The Gemara (Erchin 16) quotes R’ Tarfon as saying: In our generation, there is no-one capable of giving a rebuke. R’ Elazar ben Azaria argues: No, the problem is that there is no-one capable of receiving it. R’ Yochanan ben Nuri argues: You are both right: no-one nowadays is capable of either giving or receiving a rebuke! What does this say for our own, orphaned, generation? We should be extremely careful about the performance of this mitzva. The Gemara (Yebamos 65) says that if you have reason to believe your rebuke will not have the desired effect, then you must not make it! The point here is that you must not think: “Well, now it’s up to him to accept my rebuke, or not; if he doesn’t, he doesn’t; in any case I’ve done my duty by admonishing him.” The fact is,you may have done a whole lot of damage by admonishing him! You may have embarrassed him — a serious sin by itself — and you may have driven him away from Judaism.

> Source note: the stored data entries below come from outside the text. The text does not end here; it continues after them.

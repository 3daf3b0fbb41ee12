// Geodesy - spherical distance helpers for fixes on the Earth's surface
//
// The jump gate and trail comparison only need horizontal distances between
// nearby points, so a spherical Earth is accurate enough (~0.5%).

use std::f64::consts::PI;

use crate::constants::EARTH_RADIUS_M;

/// Degrees to radians conversion factor
const DTOR: f64 = PI / 180.0;

/// Radians to degrees conversion factor
#[cfg(test)]
const RTOD: f64 = 180.0 / PI;

/// Returns the haversine distance in meters between two lat/lon points
///
/// Numerically stable for short baselines, which is the common case when
/// comparing consecutive fixes a few meters apart.
///
/// # Arguments
/// * `lat0`, `lon0` - First point (latitude, longitude) in degrees
/// * `lat1`, `lon1` - Second point (latitude, longitude) in degrees
///
/// # Example
/// ```
/// let d = pawtrack::geodesy::haversine(37.0, -122.0, 37.1, -122.0);
/// assert!((d - 11_119.5).abs() < 1.0);
/// ```
pub fn haversine(lat0: f64, lon0: f64, lat1: f64, lon1: f64) -> f64 {
    let lat0_rad = lat0 * DTOR;
    let lat1_rad = lat1 * DTOR;
    let dlat = (lat1 - lat0) * DTOR;
    let dlon = (lon1 - lon0) * DTOR;

    let a = (dlat / 2.0).sin().powi(2)
        + lat0_rad.cos() * lat1_rad.cos() * (dlon / 2.0).sin().powi(2);

    // Rounding can push `a` a hair above 1 for antipodal points
    2.0 * EARTH_RADIUS_M * a.sqrt().min(1.0).asin()
}

/// Point reached by travelling `distance` meters from (lat, lon) along `bearing` degrees
///
/// Returns (latitude, longitude) in degrees, longitude normalised to [-180, 180).
#[cfg(test)]
pub(crate) fn destination(lat: f64, lon: f64, bearing: f64, distance: f64) -> (f64, f64) {
    let lat_rad = lat * DTOR;
    let lon_rad = lon * DTOR;
    let brg = bearing * DTOR;
    let ang = distance / EARTH_RADIUS_M;

    let lat2 = (lat_rad.sin() * ang.cos() + lat_rad.cos() * ang.sin() * brg.cos()).asin();
    let lon2 = lon_rad
        + (brg.sin() * ang.sin() * lat_rad.cos()).atan2(ang.cos() - lat_rad.sin() * lat2.sin());

    let lon2_deg = (lon2 * RTOD + 540.0).rem_euclid(360.0) - 180.0;
    (lat2 * RTOD, lon2_deg)
}
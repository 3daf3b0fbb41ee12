// Trail export
// JSON-lines persistence of fix sequences, GPX track output and track loading

use std::fs::File;
use std::io::{self, BufRead, BufReader, BufWriter, Read, Write};
use std::path::Path;

use chrono::{DateTime, Utc};
use geo_types::Point;
use gpx::{Gpx, GpxVersion, Track, TrackSegment, Waypoint};
use time::OffsetDateTime;

use crate::compare::TrackPoint;
use crate::fix::{Coordinate, LocationFix};

/// Write fixes one JSON object per line, in the given order
pub fn write_json_lines<W: Write>(mut writer: W, fixes: &[LocationFix]) -> io::Result<()> {
    for fix in fixes {
        serde_json::to_writer(&mut writer, &fix.wire_safe())?;
        writer.write_all(b"\n")?;
    }
    writer.flush()
}

/// Read fixes written by `write_json_lines`; blank lines are skipped
pub fn read_json_lines<R: BufRead>(reader: R) -> io::Result<Vec<LocationFix>> {
    let mut fixes = Vec::new();
    for (idx, line) in reader.lines().enumerate() {
        let line = line?;
        let trimmed = line.trim();
        if trimmed.is_empty() {
            continue;
        }
        let fix: LocationFix = serde_json::from_str(trimmed).map_err(|e| {
            io::Error::new(io::ErrorKind::InvalidData, format!("line {}: {}", idx + 1, e))
        })?;
        fixes.push(fix);
    }
    Ok(fixes)
}

pub fn save_trail(path: impl AsRef<Path>, fixes: &[LocationFix]) -> io::Result<()> {
    write_json_lines(BufWriter::new(File::create(path)?), fixes)
}

pub fn load_trail(path: impl AsRef<Path>) -> io::Result<Vec<LocationFix>> {
    read_json_lines(BufReader::new(File::open(path)?))
}

fn invalid_data(e: impl std::fmt::Display) -> io::Error {
    io::Error::new(io::ErrorKind::InvalidData, e.to_string())
}

fn gpx_time(ts: DateTime<Utc>) -> io::Result<OffsetDateTime> {
    let nanos = i128::from(ts.timestamp()) * 1_000_000_000 + i128::from(ts.timestamp_subsec_nanos());
    OffsetDateTime::from_unix_timestamp_nanos(nanos).map_err(invalid_data)
}

/// Write a GPX 1.1 document with a single track segment
pub fn write_gpx<W: Write>(writer: W, name: &str, fixes: &[LocationFix]) -> io::Result<()> {
    let mut segment = TrackSegment::new();
    for fix in fixes {
        let mut point = Waypoint::new(Point::new(fix.coordinate.longitude, fix.coordinate.latitude));
        point.elevation = fix.altitude_meters.filter(|v| v.is_finite());
        point.time = Some(gpx_time(fix.timestamp)?.into());
        segment.points.push(point);
    }

    let mut track = Track::new();
    track.name = Some(name.to_string());
    track.segments.push(segment);

    let mut doc = Gpx::default();
    doc.version = GpxVersion::Gpx11;
    doc.creator = Some("pawtrack".to_string());
    doc.tracks.push(track);

    gpx::write(&doc, writer).map_err(|e| io::Error::new(io::ErrorKind::Other, e.to_string()))
}

pub fn save_gpx(path: impl AsRef<Path>, name: &str, fixes: &[LocationFix]) -> io::Result<()> {
    let mut writer = BufWriter::new(File::create(path)?);
    write_gpx(&mut writer, name, fixes)?;
    writer.flush()
}

/// Read every track point of a GPX document; points may lack a time
pub fn read_gpx<R: Read>(reader: R) -> io::Result<Vec<TrackPoint>> {
    let doc = gpx::read(reader).map_err(invalid_data)?;
    let mut points = Vec::new();
    for track in doc.tracks {
        for segment in track.segments {
            for point in segment.points {
                let timestamp = match point.time {
                    Some(time) => {
                        let iso = time.format().map_err(invalid_data)?;
                        Some(DateTime::parse_from_rfc3339(&iso).map_err(invalid_data)?.with_timezone(&Utc))
                    }
                    None => None,
                };
                let geo = point.point();
                points.push(TrackPoint { timestamp, coordinate: Coordinate::new(geo.y(), geo.x()) });
            }
        }
    }
    Ok(points)
}

/// Load a track for comparison: GPX by extension, JSON-lines fix log otherwise
pub fn load_track(path: impl AsRef<Path>) -> io::Result<Vec<TrackPoint>> {
    let path = path.as_ref();
    let is_gpx = path
        .extension()
        .and_then(|ext| ext.to_str())
        .map_or(false, |ext| ext.eq_ignore_ascii_case("gpx"));
    if is_gpx {
        read_gpx(BufReader::new(File::open(path)?))
    } else {
        Ok(load_trail(path)?.iter().map(TrackPoint::from).collect())
    }
}
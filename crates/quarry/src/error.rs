//! Error types for the bundled data sources.
//!
//! The query engine itself never fails: it propagates whatever error its
//! [`DataSource`](crate::DataSource) reports, unchanged.

use thiserror::Error;

/// Errors raised by [`SharedSource`](crate::SharedSource).
#[derive(Debug, Clone, PartialEq, Eq, Error)]
pub enum SourceError {
    /// A writer panicked while holding the store lock.
    #[error("record store lock poisoned while {operation}")]
    Poisoned { operation: &'static str },
}

/// Result type for shared source operations.
pub type Result<T> = std::result::Result<T, SourceError>;
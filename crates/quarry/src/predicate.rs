//! Closure-based predicate combinators.

use std::fmt;
use std::sync::Arc;

/// A shareable boolean test over records.
///
/// Predicates compose with [`and`](Predicate::and), [`or`](Predicate::or) and
/// [`not`](Predicate::not); each combinator returns a new predicate and leaves
/// its inputs untouched. Cloning is a reference-count bump.
///
/// ```
/// use quarry::Predicate;
///
/// let even = Predicate::new(|n: &i32| n % 2 == 0);
/// let big = Predicate::new(|n: &i32| *n > 10);
///
/// let test = even.clone().and(big.not());
/// assert!(test.test(&4));
/// assert!(!test.test(&12));
/// ```
pub struct Predicate<T> {
    test: Arc<dyn Fn(&T) -> bool + Send + Sync>,
}

impl<T: 'static> Predicate<T> {
    pub fn new<F>(test: F) -> Self
    where
        F: Fn(&T) -> bool + Send + Sync + 'static,
    {
        Predicate {
            test: Arc::new(test),
        }
    }

    /// Matches every record.
    pub fn always() -> Self {
        Predicate::new(|_| true)
    }

    /// Matches when both predicates match. `other` is not evaluated when
    /// `self` fails.
    pub fn and(self, other: Predicate<T>) -> Self {
        Predicate::new(move |item| self.test(item) && other.test(item))
    }

    /// Matches when either predicate matches. `other` is not evaluated when
    /// `self` succeeds.
    pub fn or(self, other: Predicate<T>) -> Self {
        Predicate::new(move |item| self.test(item) || other.test(item))
    }

    #[allow(clippy::should_implement_trait)]
    pub fn not(self) -> Self {
        Predicate::new(move |item| !self.test(item))
    }

    /// OR-combines a set of predicates. Returns `None` for an empty set.
    pub fn any_of<I>(predicates: I) -> Option<Self>
    where
        I: IntoIterator<Item = Predicate<T>>,
    {
        predicates.into_iter().reduce(Predicate::or)
    }
}

impl<T> Predicate<T> {
    pub fn test(&self, item: &T) -> bool {
        (self.test)(item)
    }
}

impl<T> Clone for Predicate<T> {
    fn clone(&self) -> Self {
        Predicate {
            test: Arc::clone(&self.test),
        }
    }
}

impl<T> fmt::Debug for Predicate<T> {
    fn fmt(&self, f: &mut fmt::Formatter<'_>) -> fmt::Result {
        f.write_str("Predicate(..)")
    }
}

#[cfg(test)]
mod tests {
    use super::*;
    use std::sync::atomic::{AtomicUsize, Ordering};

    #[test]
    fn and_or_not() {
        let positive = Predicate::new(|n: &i64| *n > 0);
        let small = Predicate::new(|n: &i64| *n < 10);

        let both = positive.clone().and(small.clone());
        assert!(both.test(&5));
        assert!(!both.test(&15));
        assert!(!both.test(&-1));

        let either = positive.clone().or(small);
        assert!(either.test(&-1));
        assert!(either.test(&15));

        assert!(positive.not().test(&-3));
    }

    #[test]
    fn and_short_circuits() {
        static CALLS: AtomicUsize = AtomicUsize::new(0);
        let never = Predicate::new(|_: &u8| false);
        let counted = Predicate::new(|_: &u8| {
            CALLS.fetch_add(1, Ordering::SeqCst);
            true
        });

        assert!(!never.and(counted).test(&0));
        assert_eq!(CALLS.load(Ordering::SeqCst), 0);
    }

    #[test]
    fn any_of_empty_is_none() {
        assert!(Predicate::<u8>::any_of(Vec::new()).is_none());

        let any = Predicate::any_of(vec![
            Predicate::new(|n: &u8| *n == 1),
            Predicate::new(|n: &u8| *n == 2),
        ])
        .unwrap();
        assert!(any.test(&2));
        assert!(!any.test(&3));
    }

    #[test]
    fn always_matches() {
        assert!(Predicate::<()>::always().test(&()));
    }
}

With Tisha Be’Av aproaching, we must think about the reasons for the destruction of the Temple. The Gemara gives many reasons for this, but they all seem to have a common theme: a lack of concern for other people, particularly for their feelings, even in the process of performing some mitzva. We should all take this lesson to heart.The late Rav Kook said: There is only one sure cure for the sin of “sinas chinam” (causeless hate), and that is “ahavas chinam” (causeless love).